Nach dem Mittag wurden die Groninger Gäste von den Oldenburgern Ole, Onno, Avis, Jakob und Demian, fünf Jungen im Alter von 9 bis 11 Jahren aus der „Regenbogengruppe“ des Hortes der evangelischen Kindertagesstätte, erwartet. Mit ihrer Betreuerin Petra Zimmerling haben die fünf Jungen eine „Führung zum Mitmachen“ für Gleichaltrige entwickelt, in der sie wichtige Oldenburger Gebäude wie zum Beispiel den Pulverturm, das Schloss, das Degode-Haus, die Hirschapotheke aber auch die Bergstraße und das Staatstheater vorstellen und dabei anhand von Fragen und Aktionen über Stadtgeschichtliches informieren.
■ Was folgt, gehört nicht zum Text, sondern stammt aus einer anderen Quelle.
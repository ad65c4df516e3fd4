use crate::{entry_list::EntryList, filter::ExtensionFilter, lister};
use std::{
    path::{Path, PathBuf},
    time::{Duration, Instant},
};
use thiserror::Error;

pub const NOTHING_SELECTED_NOTICE: &str = "No file selected.";
pub const OK_LABEL: &str = "OK";
pub const CANCEL_LABEL: &str = "Cancel";
const DEFAULT_NOTICE_DURATION: Duration = Duration::from_millis(2000);

#[derive(Debug, Error, PartialEq, Eq)]
pub enum DialogError {
    #[error("dialog is not open")]
    NotOpen,
    #[error("row {index} is out of range ({len} rows)")]
    RowOutOfRange { index: usize, len: usize },
}

#[derive(Debug, Clone)]
pub struct Notice {
    pub message: String,
    pub expires_at: Instant,
}

impl Notice {
    pub fn is_live(&self, now: Instant) -> bool {
        self.expires_at > now
    }
}

/// The listing currently on screen.
#[derive(Debug, Clone, PartialEq, Eq)]
pub struct DirectoryView {
    pub directory: PathBuf,
    pub title: String,
    pub entries: EntryList,
    pub cursor: usize,
}

impl DirectoryView {
    fn load(directory: PathBuf, filter: &ExtensionFilter) -> Self {
        let entries = EntryList::new(lister::list_directory(&directory, filter));
        Self {
            title: directory.display().to_string(),
            directory,
            entries,
            cursor: 0,
        }
    }
}

#[derive(Debug, Clone, PartialEq, Eq)]
pub enum DialogState {
    Closed,
    Open(DirectoryView),
}

#[derive(Debug, Clone, PartialEq, Eq)]
pub enum ClickOutcome {
    Navigated(PathBuf),
    Toggled { index: usize, selected: bool },
}

#[derive(Debug, Clone, Copy, PartialEq, Eq)]
pub enum ConfirmOutcome {
    Delivered(usize),
    NothingSelected,
}

/// Why an OK press was refused. Checked before the dialog closes.
#[derive(Debug, Clone, Copy, PartialEq, Eq)]
pub enum ConfirmRejection {
    NothingSelected,
}

pub fn validate_confirm(view: &DirectoryView) -> Result<Vec<PathBuf>, ConfirmRejection> {
    let paths = view.entries.selected_paths();
    if paths.is_empty() {
        return Err(ConfirmRejection::NothingSelected);
    }
    Ok(paths)
}

/// Modal multi-select file chooser.
///
/// `on_select` runs at most once per `show` cycle, only when the user
/// confirms a non-empty selection, and receives file paths in row order.
pub struct FileSelectionDialog<F>
where
    F: FnMut(Vec<PathBuf>),
{
    filter: ExtensionFilter,
    on_select: F,
    state: DialogState,
    notice: Option<Notice>,
    notice_duration: Duration,
}

impl<F> FileSelectionDialog<F>
where
    F: FnMut(Vec<PathBuf>),
{
    pub fn new(on_select: F, extensions: Option<&str>) -> Self {
        Self {
            filter: ExtensionFilter::parse(extensions),
            on_select,
            state: DialogState::Closed,
            notice: None,
            notice_duration: DEFAULT_NOTICE_DURATION,
        }
    }

    pub fn with_notice_duration(mut self, duration: Duration) -> Self {
        self.notice_duration = duration;
        self
    }

    pub fn filter(&self) -> &ExtensionFilter {
        &self.filter
    }

    pub fn state(&self) -> &DialogState {
        &self.state
    }

    pub fn is_open(&self) -> bool {
        matches!(self.state, DialogState::Open(_))
    }

    pub fn view(&self) -> Option<&DirectoryView> {
        match &self.state {
            DialogState::Open(view) => Some(view),
            DialogState::Closed => None,
        }
    }

    fn view_mut(&mut self) -> Result<&mut DirectoryView, DialogError> {
        match &mut self.state {
            DialogState::Open(view) => Ok(view),
            DialogState::Closed => Err(DialogError::NotOpen),
        }
    }

    /// Live notice at `now`, if any.
    pub fn notice(&self, now: Instant) -> Option<&Notice> {
        self.notice.as_ref().filter(|notice| notice.is_live(now))
    }

    pub fn show(&mut self, directory: impl AsRef<Path>) {
        let directory = absolute_dir(directory.as_ref());
        let view = DirectoryView::load(directory, &self.filter);
        tracing::debug!(
            dir = %view.directory.display(),
            rows = view.entries.len(),
            "showing directory"
        );
        self.state = DialogState::Open(view);
    }

    pub fn click(&mut self, index: usize) -> Result<ClickOutcome, DialogError> {
        let view = self.view_mut()?;
        let len = view.entries.len();
        let entry = view
            .entries
            .get(index)
            .ok_or(DialogError::RowOutOfRange { index, len })?;
        if entry.kind.is_dir() {
            let target = entry.path.clone();
            tracing::debug!(dir = %target.display(), "entering directory");
            self.show(&target);
            return Ok(ClickOutcome::Navigated(target));
        }

        view.cursor = index;
        let selected = view.entries.toggle(index).unwrap_or(false);
        tracing::debug!(index, selected, "toggled file");
        Ok(ClickOutcome::Toggled { index, selected })
    }

    pub fn confirm(&mut self) -> Result<ConfirmOutcome, DialogError> {
        let view = self.view_mut()?;
        match validate_confirm(view) {
            Err(ConfirmRejection::NothingSelected) => {
                tracing::info!("confirm rejected: nothing selected");
                self.raise_notice(NOTHING_SELECTED_NOTICE);
                Ok(ConfirmOutcome::NothingSelected)
            }
            Ok(paths) => {
                let count = paths.len();
                self.state = DialogState::Closed;
                tracing::info!(count, "selection confirmed");
                (self.on_select)(paths);
                Ok(ConfirmOutcome::Delivered(count))
            }
        }
    }

    pub fn cancel(&mut self) {
        if self.is_open() {
            tracing::info!("dialog cancelled");
        }
        self.state = DialogState::Closed;
    }

    pub fn move_cursor(&mut self, delta: isize) {
        let Ok(view) = self.view_mut() else {
            return;
        };
        if view.entries.is_empty() {
            view.cursor = 0;
            return;
        }
        let last = view.entries.len() - 1;
        view.cursor = if delta.is_negative() {
            view.cursor.saturating_sub(delta.unsigned_abs())
        } else {
            view.cursor.saturating_add(delta as usize).min(last)
        };
    }

    pub fn cursor_to_start(&mut self) {
        if let Ok(view) = self.view_mut() {
            view.cursor = 0;
        }
    }

    pub fn cursor_to_end(&mut self) {
        if let Ok(view) = self.view_mut() {
            view.cursor = view.entries.len().saturating_sub(1);
        }
    }

    pub fn activate_cursor(&mut self) -> Result<ClickOutcome, DialogError> {
        let cursor = self.view().ok_or(DialogError::NotOpen)?.cursor;
        self.click(cursor)
    }

    /// Follows the `..` row. `None` at the filesystem root.
    pub fn go_to_parent(&mut self) -> Result<Option<ClickOutcome>, DialogError> {
        let view = self.view().ok_or(DialogError::NotOpen)?;
        let Some(index) = view.entries.parent_index() else {
            return Ok(None);
        };
        self.click(index).map(Some)
    }

    fn raise_notice(&mut self, message: &str) {
        self.notice = Some(Notice {
            message: message.to_string(),
            expires_at: Instant::now() + self.notice_duration,
        });
    }
}

/// An empty path means the working directory.
fn absolute_dir(path: &Path) -> PathBuf {
    if path.as_os_str().is_empty() {
        if let Ok(cwd) = std::env::current_dir() {
            return cwd;
        }
    }
    std::path::absolute(path).unwrap_or_else(|_| path.to_path_buf())
}

#[cfg(test)]
mod tests {
    use super::*;

    #[test]
    fn empty_path_resolves_to_working_directory() {
        let cwd = std::env::current_dir().unwrap();
        assert_eq!(absolute_dir(Path::new("")), cwd);
        assert_eq!(absolute_dir(Path::new("sub")), cwd.join("sub"));
    }

    #[test]
    fn empty_path_shows_working_directory_as_title() {
        let mut dialog = FileSelectionDialog::new(|_: Vec<PathBuf>| {}, None);
        dialog.show("");
        let view = dialog.view().unwrap();
        let cwd = std::env::current_dir().unwrap();
        assert_eq!(view.directory, cwd);
        assert_eq!(view.title, cwd.display().to_string());
    }
}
Die kleinen Stadtführer hatten sich sehr auf die Groninger Gäste gefreut und sogar etwas Niederländisch geübt, um ihre Gäste gebührend in der Landessprache begrüßen zu können. Für diejenigen aus der Gruppe „Regenbogen“ mit Migrationshintergrund ist es jedes Mal eine besondere Herausforderung, ausländischen Kindern die eigene „zweite Heimat“ zu erklären.

Nach einem Besuch der Kinder- und Jugendbuchmesse ging es für die Gäste aus der Partnerstadt im public express wieder zurück nach Groningen. Der Wunsch sich wiederzusehen beziehungsweise eine Schulpartnerschaft aufzubauen, wurde sowohl von den Oldenburgern als auch von den Groninger Schülerinnen/Schülern und Lehrerinnen/Lehrern ausgesprochen.